◆ **TASK DETAILS**: Extract all of the entries and give them again, word for word.

◆ **MATERIAL FOR THIS TASK**:
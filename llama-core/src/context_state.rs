//! Per-context state: token buffer, logits buffer, and the owned batch and
//! candidate slabs, with the invariant `logits.length <= tokens.length <=
//! contextSize` enforced at every mutation.

use std::sync::Arc;

use crate::batch::BatchSlab;
use crate::candidates::CandidateSlab;
use crate::context_params::ContextParams;
use crate::error::{Error, Result};
use crate::native::{NativeContext, NativeModel};
use crate::token::{SEQ_ID, TokenId};

pub struct ContextState {
    pub(crate) native: NativeContext,
    pub(crate) params: ContextParams,
    tokens: Vec<TokenId>,
    /// One logits row per ingested token, flattened; row width is `n_vocab`.
    logits: Vec<Vec<f32>>,
    pub(crate) batch: BatchSlab,
    pub(crate) candidates: CandidateSlab,
}

impl ContextState {
    pub fn new(model: &Arc<NativeModel>, params: ContextParams) -> Result<Self> {
        let native = NativeContext::new(model, &params)?;
        let batch = BatchSlab::new(&model.lib, params.n_batch as usize);
        let candidates = CandidateSlab::new(model.n_vocab() as usize);
        Ok(Self {
            native,
            params,
            tokens: Vec::new(),
            logits: Vec::new(),
            batch,
            candidates,
        })
    }

    pub fn tokens(&self) -> &[TokenId] {
        &self.tokens
    }

    pub fn tokens_len(&self) -> usize {
        self.tokens.len()
    }

    pub fn logits_len(&self) -> usize {
        self.logits.len()
    }

    pub fn context_size(&self) -> usize {
        self.params.n_ctx as usize
    }

    pub fn batch_width(&self) -> usize {
        self.params.n_batch as usize
    }

    pub fn needs_ingesting(&self) -> bool {
        self.logits_len() < self.tokens_len()
    }

    /// The most recently ingested token's logits row, if any.
    pub fn last_logits_row(&self) -> Option<&[f32]> {
        self.logits.last().map(|row| row.as_slice())
    }

    /// Tokenizes `text` and appends the resulting ids to the token buffer.
    /// Prepends BOS iff this is the first tokenize call on a fresh context.
    /// Returns the appended slice's start index.
    pub fn tokenize(&mut self, model: &NativeModel, text: &str) -> Result<usize> {
        let add_bos = self.tokens.is_empty();
        let new_tokens = model.tokenize(text, add_bos)?;
        let start = self.tokens.len();
        if start + new_tokens.len() > self.context_size() {
            return Err(Error::InvalidArgument(format!(
                "tokenize would grow token buffer to {} beyond context size {}",
                start + new_tokens.len(),
                self.context_size()
            )));
        }
        self.tokens.extend(new_tokens);
        Ok(start)
    }

    /// Truncates the token (and, if needed, logits) buffer to `new_length`.
    /// `None` or a no-op length leaves the context unchanged. Rejects growth.
    pub fn edit(&mut self, new_length: Option<usize>) -> Result<()> {
        let l = match new_length {
            None => return Ok(()),
            Some(l) => l,
        };
        if l == self.tokens.len() {
            return Ok(());
        }
        if l > self.tokens.len() {
            return Err(Error::InvalidArgument(format!(
                "edit({l}) exceeds current token length {}",
                self.tokens.len()
            )));
        }
        self.tokens.truncate(l);
        if self.logits.len() > l {
            self.logits.truncate(l);
            self.native.kv_cache_seq_rm(SEQ_ID, l as i32, -1);
        }
        Ok(())
    }

    /// Appends one ingested token's logits row, extending `logits.length` by
    /// one position.
    pub(crate) fn push_logits_row(&mut self, row: Vec<f32>) {
        self.logits.push(row);
    }

    /// Appends a generated token id to the token buffer (used by the
    /// generate loop once a sampler chain has chosen a token).
    pub(crate) fn push_token(&mut self, id: TokenId) {
        self.tokens.push(id);
    }
}

// `ContextState::new` requires a real loaded native model handle to
// construct, so its buffer invariants aren't covered by a unit test here;
// exercising `tokenize`/`edit`/`needs_ingesting` needs a real shared library
// and model file, same constraint as the scenarios in DESIGN.md's known gaps.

◆ **EXERCISE SOLUTION**:
filename llama-core/src/context_state.rs
//! Per-context state: token buffer, logits buffer, and the owned batch and
//! candidate slabs, with the invariant `logits.length <= tokens.length <=
//! contextSize` enforced at every mutation.

use std::sync::Arc;

use crate::batch::BatchSlab;
use crate::candidates::CandidateSlab;
use crate::context_params::ContextParams;
use crate::error::{Error, Result};
use crate::native::{NativeContext, NativeModel};
use crate::token::{SEQ_ID, TokenId};

pub struct ContextState {
    pub(crate) native: NativeContext,
    pub(crate) params: ContextParams,
    tokens: Vec<TokenId>,
    /// One logits row per ingested token, flattened; row width is `n_vocab`.
    logits: Vec<Vec<f32>>,
    pub(crate) batch: BatchSlab,
    pub(crate) candidates: CandidateSlab,
}

impl ContextState {
    pub fn new(model: &Arc<NativeModel>, params: ContextParams) -> Result<Self> {
        let native = NativeContext::new(model, &params)?;
        let batch = BatchSlab::new(&model.lib, params.n_batch as usize);
        let candidates = CandidateSlab::new(model.n_vocab() as usize);
        Ok(Self {
            native,
            params,
            tokens: Vec::new(),
            logits: Vec::new(),
            batch,
            candidates,
        })
    }

    pub fn tokens(&self) -> &[TokenId] {
        &self.tokens
    }

    pub fn tokens_len(&self) -> usize {
        self.tokens.len()
    }

    pub fn logits_len(&self) -> usize {
        self.logits.len()
    }

    pub fn context_size(&self) -> usize {
        self.params.n_ctx as usize
    }

    pub fn batch_width(&self) -> usize {
        self.params.n_batch as usize
    }

    pub fn needs_ingesting(&self) -> bool {
        self.logits_len() < self.tokens_len()
    }

    /// The most recently ingested token's logits row, if any.
    pub fn last_logits_row(&self) -> Option<&[f32]> {
        self.logits.last().map(|row| row.as_slice())
    }

    /// Tokenizes `text` and appends the resulting ids to the token buffer.
    /// Prepends BOS iff this is the first tokenize call on a fresh context.
    /// Returns the appended slice's start index.
    pub fn tokenize(&mut self, model: &NativeModel, text: &str) -> Result<usize> {
        let add_bos = self.tokens.is_empty();
        let new_tokens = model.tokenize(text, add_bos)?;
        let start = self.tokens.len();
        if start + new_tokens.len() > self.context_size() {
            return Err(Error::InvalidArgument(format!(
                "tokenize would grow token buffer to {} beyond context size {}",
                start + new_tokens.len(),
                self.context_size()
            )));
        }
        self.tokens.extend(new_tokens);
        Ok(start)
    }

    /// Truncates the token (and, if needed, logits) buffer to `new_length`.
    /// `None` or a no-op length leaves the context unchanged. Rejects growth.
    pub fn edit(&mut self, new_length: Option<usize>) -> Result<()> {
        let l = match new_length {
            None => return Ok(()),
            Some(l) => l,
        };
        if l == self.tokens.len() {
            return Ok(());
        }
        if l > self.tokens.len() {
            return Err(Error::InvalidArgument(format!(
                "edit({l}) exceeds current token length {}",
                self.tokens.len()
            )));
        }
        self.tokens.truncate(l);
        if self.logits.len() > l {
            self.logits.truncate(l);
            self.native.kv_cache_seq_rm(SEQ_ID, l as i32, -1);
        }
        Ok(())
    }

    /// Appends one ingested token's logits row, extending `logits.length` by
    /// one position.
    pub(crate) fn push_logits_row(&mut self, row: Vec<f32>) {
        self.logits.push(row);
    }

    /// Appends a generated token id to the token buffer (used by the
    /// generate loop once a sampler chain has chosen a token).
    pub(crate) fn push_token(&mut self, id: TokenId) {
        self.tokens.push(id);
    }
}

// `ContextState::new` requires a real loaded native model handle to
// construct, so its buffer invariants aren't covered by a unit test here;
// exercising `tokenize`/`edit`/`needs_ingesting` needs a real shared library
// and model file, same constraint as the scenarios in DESIGN.md's known gaps.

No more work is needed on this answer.